United States Court of Appeals,
Eighth Circuit.

Submitted March 16, 1978.
Decided June 15, 1978.

John H. Lashly, St. Louis, Mo., for appellant; Kenneth C. Brostron and James J. Hennelly, St. Louis, Mo., on the brief.

James H. O'Hagan, Minneapolis, Minn., for appellees; Peter S. Hendrixson and J. Marquis Eastwood, Minneapolis, Minn., and James W. Hall, Cedar Rapids, Iowa, on the brief.

Before ROSS and HENLEY, Circuit Judges, and LARSON, Senior District Judge.*

HENLEY, Circuit Judge.

This is an appeal by an unsuccessful plaintiff in an antitrust and unfair competition suit that was filed in September, 1975 in the United States District Court for the Northern District of Iowa.

The complaint was in three counts. The first count charged that the several defendants had violated § 1 of the Sherman Antitrust Act of 1890, 15 U.S.C. § 1; the second count charged a violation of § 2 of the Sherman Act, 15 U.S.C. § 2; and the third count charged that the defendants had been guilty of common law unfair competition and tortious interference with relations between the plaintiff and three of its key employees.1 Jurisdiction of Counts I and II was based on 15 U.S.C. § 15; jurisdiction of Count III was pendent, although it might well have been based on diversity of citizenship and the requisite amount in controversy. 28 U.S.C. § 1332(a).2FN 1. Section 1 of the Sherman Act provides that every contract, combination in the form of trust or otherwise, or conspiracy, in restraint of trade or commerce among the several states or with foreign nations is illegal.

Soon after the complaint was filed, the defendants filed a motion to dismiss it. That motion was denied in an order accompanied by an unpublished memorandum opinion filed on December 24, 1975. The defendants answered, and the case progressed toward trial readiness throughout 1976 and was set for trial in the spring of 1977. However, in March of that year the defendants filed another motion to dismiss the complaint and an alternative motion for summary judgment.

Those motions came before the district court in late April, 1977, and as of that time the court was of the opinion that the position of the defendants was well taken, and that the motions should be granted. Accordingly, the complaint was dismissed in its entirety. Stifel, Nicolaus & Co. v. Dain, Kalman & Quail, Inc., 430 F.Supp. 1234 (N.D.Iowa 1977).

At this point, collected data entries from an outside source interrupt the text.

impl<B: ImageBackend> Engine<B> {
    pub fn new(catalog: Arc<Catalog>, normalizer: Normalizer, illustrator: Illustrator<B>) -> Self {
        Self {
            catalog,
            normalizer,
            illustrator,
        }
    }

    pub fn catalog(&self) -> &Catalog {
        &self.catalog
    }

    pub fn illustrator(&self) -> &Illustrator<B> {
        &self.illustrator
    }

    /// Runs one player input against `state`. The state is replaced only when the turn succeeds.
    pub async fn play_turn(&self, state: &mut SessionState, raw: &str) -> TurnReply {
        if !raw.chars().any(char::is_alphanumeric) {
            return TurnReply::rejected(NOT_ALPHANUMERIC);
        }

        let mut draft = state.clone();
        match self.apply(&mut draft, raw).await {
            Ok(reply) => {
                debug!(session_id = %state.session_id, phase = ?draft.phase, "turn committed");
                *state = draft;
                reply
            }
            Err(err) => {
                error!(session_id = %state.session_id, error = %err, "turn failed, session left unchanged");
                TurnReply::rejected(APOLOGY)
            }
        }
    }

    async fn apply(&self, draft: &mut SessionState, raw: &str) -> Result<TurnReply, EngineError> {
        let command = Command::parse(raw);
        if let Command::Exit = command {
            if !draft.game_over() {
                draft.phase = Phase::GameOver {
                    reason: GameOverReason::Exited,
                };
            }
            return Ok(TurnReply::rejected(FAREWELL).with_reload());
        }

        match draft.phase.clone() {
            Phase::NotStarted => Ok(match command {
                Command::Start => {
                    draft.phase = Phase::ThemeSelection;
                    draft.restart_timer();
                    TurnReply {
                        accepted: true,
                        messages: vec![WELCOME.to_string(), SCORING_RULES.to_string()],
                        ..TurnReply::default()
                    }
                }
                _ => TurnReply::rejected(NOT_STARTED_USAGE),
            }),
            Phase::ThemeSelection => Ok(match command {
                Command::Next => TurnReply::accepted(self.theme_list()),
                _ => self.select_theme(draft, raw),
            }),
            Phase::RoomExploration { theme, room } => Ok(self.probe(draft, &theme, room, raw).await),
            Phase::ElementPuzzle {
                theme,
                room,
                element,
            } => {
                if raw.to_lowercase().contains("hint") {
                    return self.hint(draft, &theme, room, &element);
                }
                self.answer(draft, &theme, room, &element, raw)
            }
            Phase::GameOver { .. } => Ok(match command {
                Command::Next => {
                    draft.reset_progress();
                    draft.restart_timer();
                    draft.phase = Phase::ThemeSelection;
                    TurnReply::accepted(self.theme_list())
                }
                _ => TurnReply::rejected(GAME_OVER_USAGE),
            }),
        }
    }

    fn theme_list(&self) -> String {
        let items: Vec<String> = self
            .catalog
            .themes()
            .iter()
            .enumerate()
            .map(|(i, theme)| format!("{}. 🌟 **{}**", i + 1, theme.name()))
            .collect();
        format!(
            "Choose a theme to start your adventure:\n\n{}\n\nType the number of your choice to begin or 'exit' to quit.",
            items.join("\n\n")
        )
    }

    fn select_theme(&self, draft: &mut SessionState, raw: &str) -> TurnReply {
        let Some(theme) = raw
            .trim()
            .parse::<usize>()
            .ok()
            .and_then(|n| self.catalog.theme_by_number(n))
        else {
            return TurnReply::rejected(INVALID_THEME);
        };
        let Some(room) = theme.room(0) else {
            return TurnReply::rejected(INVALID_THEME);
        };
        draft.lives = STARTING_LIVES;
        draft.phase = Phase::RoomExploration {
            theme: theme.key().to_string(),
            room: 0,
        };
        TurnReply::accepted(format!(
            "{}\n\n🌟 Lives remaining: {}",
            describe_room(room),
            draft.lives
        ))
    }

    /// Resolves the theme and room a phase points at, falling back to theme selection when the
    /// content no longer has them.
    fn locate<'c>(
        &'c self,
        draft: &mut SessionState,
        theme_key: &str,
        room: usize,
    ) -> Result<(&'c Theme, &'c Room), TurnReply> {
        match self.catalog.theme(theme_key) {
            Some(theme) => match theme.room(room) {
                Some(found) => Ok((theme, found)),
                None => {
                    draft.phase = Phase::ThemeSelection;
                    Err(TurnReply::rejected(format!(
                        "Error: Room {} for theme '{theme_key}' not found. Type 'next' to see the available themes.",
                        room + 1
                    )))
                }
            },
            None => {
                draft.phase = Phase::ThemeSelection;
                Err(TurnReply::rejected(format!(
                    "Error: Room for theme '{theme_key}' not found. Type 'next' to see the available themes."
                )))
            }
        }
    }

    async fn probe(
        &self,
        draft: &mut SessionState,
        theme_key: &str,
        room_index: usize,
        raw: &str,
    ) -> TurnReply {
        let (theme, room) = match self.locate(draft, theme_key, room_index) {
            Ok(found) => found,
            Err(reply) => return reply,
        };
        let Some(element) = self.find_element(room, raw) else {
            return TurnReply::rejected(INVALID_ELEMENT);
        };
        if draft.is_solved(theme.key(), element.key()) {
            return TurnReply::accepted(format!(
                "The puzzle for the {} is already solved. Please choose another element to interact with.",
                element.name()
            ));
        }

        draft.phase = Phase::ElementPuzzle {
            theme: theme.key().to_string(),
            room: room_index,
            element: element.key().to_string(),
        };
        let image = self
            .illustrator
            .get_illustration(&draft.session_id, theme.key(), element.name(), element.puzzle())
            .await;
        TurnReply {
            accepted: true,
            messages: vec![format!(
                "Your puzzle for the {} is: {}\n\nDifficulty: {}",
                element.name(),
                element.puzzle(),
                element.difficulty()
            )],
            image: image.map(|encoded| encoded.to_string()),
            reload: false,
        }
    }

    /// Exact word hit on an element name first (in name order), then the closest partial match.
    fn find_element<'r>(&self, room: &'r Room, raw: &str) -> Option<&'r Element> {
        let input = self.normalizer.normalize(raw);
        let words: Vec<&str> = input.split_whitespace().collect();
        if let Some(hit) = room.elements().find(|e| words.contains(&e.key())) {
            return Some(hit);
        }

        let mut best: Option<(&Element, u8)> = None;
        for element in room.elements() {
            let score = partial_ratio(&input, element.key());
            if score > ELEMENT_PROBE_THRESHOLD && best.is_none_or(|(_, s)| score > s) {
                best = Some((element, score));
            }
        }
        best.map(|(element, _)| element)
    }

    fn hint(
        &self,
        draft: &mut SessionState,
        theme_key: &str,
        room: usize,
        element_key: &str,
    ) -> Result<TurnReply, EngineError> {
        let (_, room_ref) = match self.locate(draft, theme_key, room) {
            Ok(found) => found,
            Err(reply) => return Ok(reply),
        };
        let Some(element) = room_ref.element(element_key) else {
            return Ok(self.lost_element(draft, theme_key, room, element_key));
        };
        draft.score = draft
            .score
            .checked_sub(HINT_COST)
            .ok_or(EngineError::ScoreOverflow)?;
        draft.hints_used = draft
            .hints_used
            .checked_add(1)
            .ok_or(EngineError::HintOverflow)?;
        Ok(TurnReply::accepted(format!(
            "Hint for the {}: {}",
            element.name(),
            element.hint()
        )))
    }

    fn answer(
        &self,
        draft: &mut SessionState,
        theme_key: &str,
        room_index: usize,
        element_key: &str,
        raw: &str,
    ) -> Result<TurnReply, EngineError> {
        let (theme, room) = match self.locate(draft, theme_key, room_index) {
            Ok(found) => found,
            Err(reply) => return Ok(reply),
        };
        let Some(element) = room.element(element_key) else {
            return Ok(self.lost_element(draft, theme_key, room_index, element_key));
        };

        let candidate = self.normalizer.answer_form(raw);
        let correct = element
            .processed_answers()
            .iter()
            .any(|answer| is_match(answer, &candidate));
        if !correct {
            return Ok(wrong_answer(draft));
        }

        if draft.mark_solved(theme.key(), element.key()) {
            draft.score = draft
                .score
                .checked_add(POINTS_PER_SOLVE)
                .ok_or(EngineError::ScoreOverflow)?;
        }
        let unsolved: Vec<&Element> = room
            .elements()
            .filter(|e| !draft.is_solved(theme.key(), e.key()))
            .collect();

        if !unsolved.is_empty() {
            draft.phase = Phase::RoomExploration {
                theme: theme.key().to_string(),
                room: room_index,
            };
            return Ok(TurnReply::accepted(format!(
                "🎉 That's correct! {} more to solve. Choose another element to interact with. Current score: {}.\n\nRemaining elements to solve: {}",
                unsolved.len(),
                draft.score,
                element_list(unsolved.into_iter())
            )));
        }

        if let Some(next_room) = theme.room(room_index + 1) {
            draft.phase = Phase::RoomExploration {
                theme: theme.key().to_string(),
                room: room_index + 1,
            };
            return Ok(TurnReply::accepted(format!(
                "🎉 That's correct! You've cleared the {}. Current score: {}.\n\n{}",
                room.name(),
                draft.score,
                describe_room(next_room)
            )));
        }

        draft.phase = Phase::GameOver {
            reason: GameOverReason::RoomComplete,
        };
        Ok(TurnReply::accepted(format!(
            "🎉 Congratulations! You've successfully cracked the room and solved all the puzzles! Total score: {} points. Time taken: {}. Type 'next' to play another theme.",
            draft.score,
            format_elapsed(draft.elapsed())
        )))
    }

    fn lost_element(
        &self,
        draft: &mut SessionState,
        theme_key: &str,
        room: usize,
        element_key: &str,
    ) -> TurnReply {
        draft.phase = Phase::RoomExploration {
            theme: theme_key.to_string(),
            room,
        };
        TurnReply::rejected(format!(
            "Error: Element '{element_key}' not found in theme '{theme_key}'. Please choose an available element."
        ))
    }
}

Plaintiff filed a timely motion for reconsideration and prayed that the judgment of the district court be set aside and that the case proceed to trial on the merits. In August, 1977 the district court denied that motion with the qualification that leave would be granted to plaintiff to amend Count III of the complaint so as to allege diversity jurisdiction, but the district court stipulated that if such an amendment was filed, plaintiff would have to arbitrate its common law claim in accordance with the rules of the New York Stock Exchange (NYSE).

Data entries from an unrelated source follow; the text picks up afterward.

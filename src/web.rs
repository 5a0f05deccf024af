use crate::engine::TurnReply;
use crate::illustration::ImageBackend;
use crate::service::EscapeRoom;
use crate::sessions::generate_session_id;
use axum::{
    Json, Router,
    extract::State,
    http::{HeaderMap, StatusCode, header},
    response::{IntoResponse, Response},
    routing::{get, post},
};
use cookie::{Cookie, SameSite};
use serde::{Deserialize, Serialize};
use serde_json::json;
use std::fmt;
use std::net::SocketAddr;
use std::sync::Arc;
use tokio::net::TcpListener;
use tokio::signal;
use tower_http::compression::CompressionLayer;
use tower_http::trace::{DefaultMakeSpan, DefaultOnResponse, TraceLayer};
use tracing::info;

pub const SESSION_COOKIE: &str = "escape_session";
const MAX_INPUT_CHARS: usize = 500;

#[derive(Debug)]
pub enum WebError {
    Io(std::io::Error),
    Addr(std::net::AddrParseError),
}

impl fmt::Display for WebError {
    fn fmt(&self, f: &mut fmt::Formatter<'_>) -> fmt::Result {
        match self {
            WebError::Io(err) => write!(f, "io error: {err}"),
            WebError::Addr(err) => write!(f, "invalid listen address: {err}"),
        }
    }
}

impl std::error::Error for WebError {}

impl From<std::io::Error> for WebError {
    fn from(value: std::io::Error) -> Self {
        WebError::Io(value)
    }
}

impl From<std::net::AddrParseError> for WebError {
    fn from(value: std::net::AddrParseError) -> Self {
        WebError::Addr(value)
    }
}

pub fn parse_addr(addr: &str) -> Result<SocketAddr, WebError> {
    Ok(addr.parse()?)
}

pub async fn serve<B>(service: Arc<EscapeRoom<B>>, addr: SocketAddr) -> Result<(), WebError>
where
    B: ImageBackend + 'static,
{
    let store = service.store().clone();
    let router = build_router(service);
    info!(%addr, "Binding HTTP listener");
    let listener = TcpListener::bind(addr).await?;
    axum::serve(listener, router)
        .with_graceful_shutdown(shutdown_signal())
        .await?;
    store.snapshot().await;
    info!("HTTP server exited");
    Ok(())
}

#[derive(Debug)]
struct ApiError {
    status: StatusCode,
    message: String,
}

impl ApiError {
    fn bad_request(message: impl Into<String>) -> Self {
        Self {
            status: StatusCode::BAD_REQUEST,
            message: message.into(),
        }
    }
}

impl IntoResponse for ApiError {
    fn into_response(self) -> Response {
        let payload = json!({ "error": self.message });
        (self.status, Json(payload)).into_response()
    }
}

fn build_router<B>(state: Arc<EscapeRoom<B>>) -> Router
where
    B: ImageBackend + 'static,
{
    Router::new()
        .route("/api/turn", post(api_turn::<B>))
        .route("/api/session/reset", post(api_reset::<B>))
        .route("/api/elements", get(api_elements::<B>))
        .route("/api/themes", get(api_themes::<B>))
        .route("/healthz", get(health))
        .with_state(state)
        .layer(
            TraceLayer::new_for_http()
                .make_span_with(DefaultMakeSpan::new().include_headers(true))
                .on_response(DefaultOnResponse::new().include_headers(true)),
        )
        .layer(CompressionLayer::new())
}

async fn shutdown_signal() {
    let ctrl_c = async {
        let _ = signal::ctrl_c().await;
    };
    #[cfg(unix)]
    let terminate = async {
        use tokio::signal::unix::{SignalKind, signal};
        if let Ok(mut stream) = signal(SignalKind::terminate()) {
            let _ = stream.recv().await;
        }
    };
    #[cfg(not(unix))]
    let terminate = std::future::pending::<()>();

    tokio::select! {
        _ = ctrl_c => {},
        _ = terminate => {},
    }
}

async fn health() -> impl IntoResponse {
    Json(json!({ "status": "ok", "service": "escape-room-web" }))
}

#[derive(Debug, Deserialize)]
struct TurnRequest {
    input: String,
}

async fn api_turn<B: ImageBackend + 'static>(
    State(state): State<Arc<EscapeRoom<B>>>,
    headers: HeaderMap,
    Json(request): Json<TurnRequest>,
) -> Result<Response, ApiError> {
    if request.input.chars().count() > MAX_INPUT_CHARS {
        return Err(ApiError::bad_request(format!(
            "Input is limited to {MAX_INPUT_CHARS} characters"
        )));
    }
    let (session_id, issued) = match session_from_headers(&headers) {
        Some(id) => (id, false),
        None => (generate_session_id(), true),
    };
    let reply = state.handle_turn(&session_id, &request.input).await;
    Ok(turn_response(&reply, issued.then_some(session_id.as_str())))
}

fn turn_response(reply: &TurnReply, new_session: Option<&str>) -> Response {
    match new_session {
        Some(id) => ([(header::SET_COOKIE, session_cookie(id))], Json(reply.view())).into_response(),
        None => Json(reply.view()).into_response(),
    }
}

async fn api_reset<B: ImageBackend + 'static>(
    State(state): State<Arc<EscapeRoom<B>>>,
    headers: HeaderMap,
) -> impl IntoResponse {
    let removed = session_from_headers(&headers)
        .map(|id| state.reset_session(&id))
        .unwrap_or(false);
    let expired = Cookie::build((SESSION_COOKIE, ""))
        .path("/")
        .max_age(cookie::time::Duration::ZERO)
        .build();
    (
        [(header::SET_COOKIE, expired.to_string())],
        Json(json!({ "reset": removed })),
    )
}

#[derive(Debug, Serialize, Deserialize)]
struct ElementsPayload {
    elements: Vec<String>,
}

async fn api_elements<B: ImageBackend + 'static>(
    State(state): State<Arc<EscapeRoom<B>>>,
) -> Json<ElementsPayload> {
    let elements = state
        .catalog()
        .element_names()
        .into_iter()
        .map(str::to_string)
        .collect();
    Json(ElementsPayload { elements })
}

#[derive(Debug, Serialize, Deserialize)]
struct ThemeSummary {
    number: usize,
    name: String,
    description: String,
    rooms: usize,
}

async fn api_themes<B: ImageBackend + 'static>(
    State(state): State<Arc<EscapeRoom<B>>>,
) -> Json<Vec<ThemeSummary>> {
    let themes = state
        .catalog()
        .themes()
        .iter()
        .enumerate()
        .map(|(idx, theme)| ThemeSummary {
            number: idx + 1,
            name: theme.name().to_string(),
            description: theme.description().to_string(),
            rooms: theme.rooms().len(),
        })
        .collect();
    Json(themes)
}

fn session_from_headers(headers: &HeaderMap) -> Option<String> {
    headers
        .get_all(header::COOKIE)
        .iter()
        .filter_map(|value| value.to_str().ok())
        .flat_map(|raw| Cookie::split_parse(raw.to_string()))
        .filter_map(Result::ok)
        .find(|cookie| cookie.name() == SESSION_COOKIE && !cookie.value().is_empty())
        .map(|cookie| cookie.value().to_string())
}

fn session_cookie(id: &str) -> String {
    Cookie::build((SESSION_COOKIE, id.to_string()))
        .path("/")
        .http_only(true)
        .same_site(SameSite::Lax)
        .build()
        .to_string()
}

Within the time allowed by the district court plaintiff filed an amended complaint in which it sought to reallege its antitrust claims and in which it alleged diversity jurisdiction with respect to Count III and increased the amount of damages claimed in that count to an amount equal to the treble damages claimed under the antitrust counts.

Before any action was taken by the district court with respect to that amendment, plaintiff filed its notice of appeal.3

Background facts of the case are not disputed.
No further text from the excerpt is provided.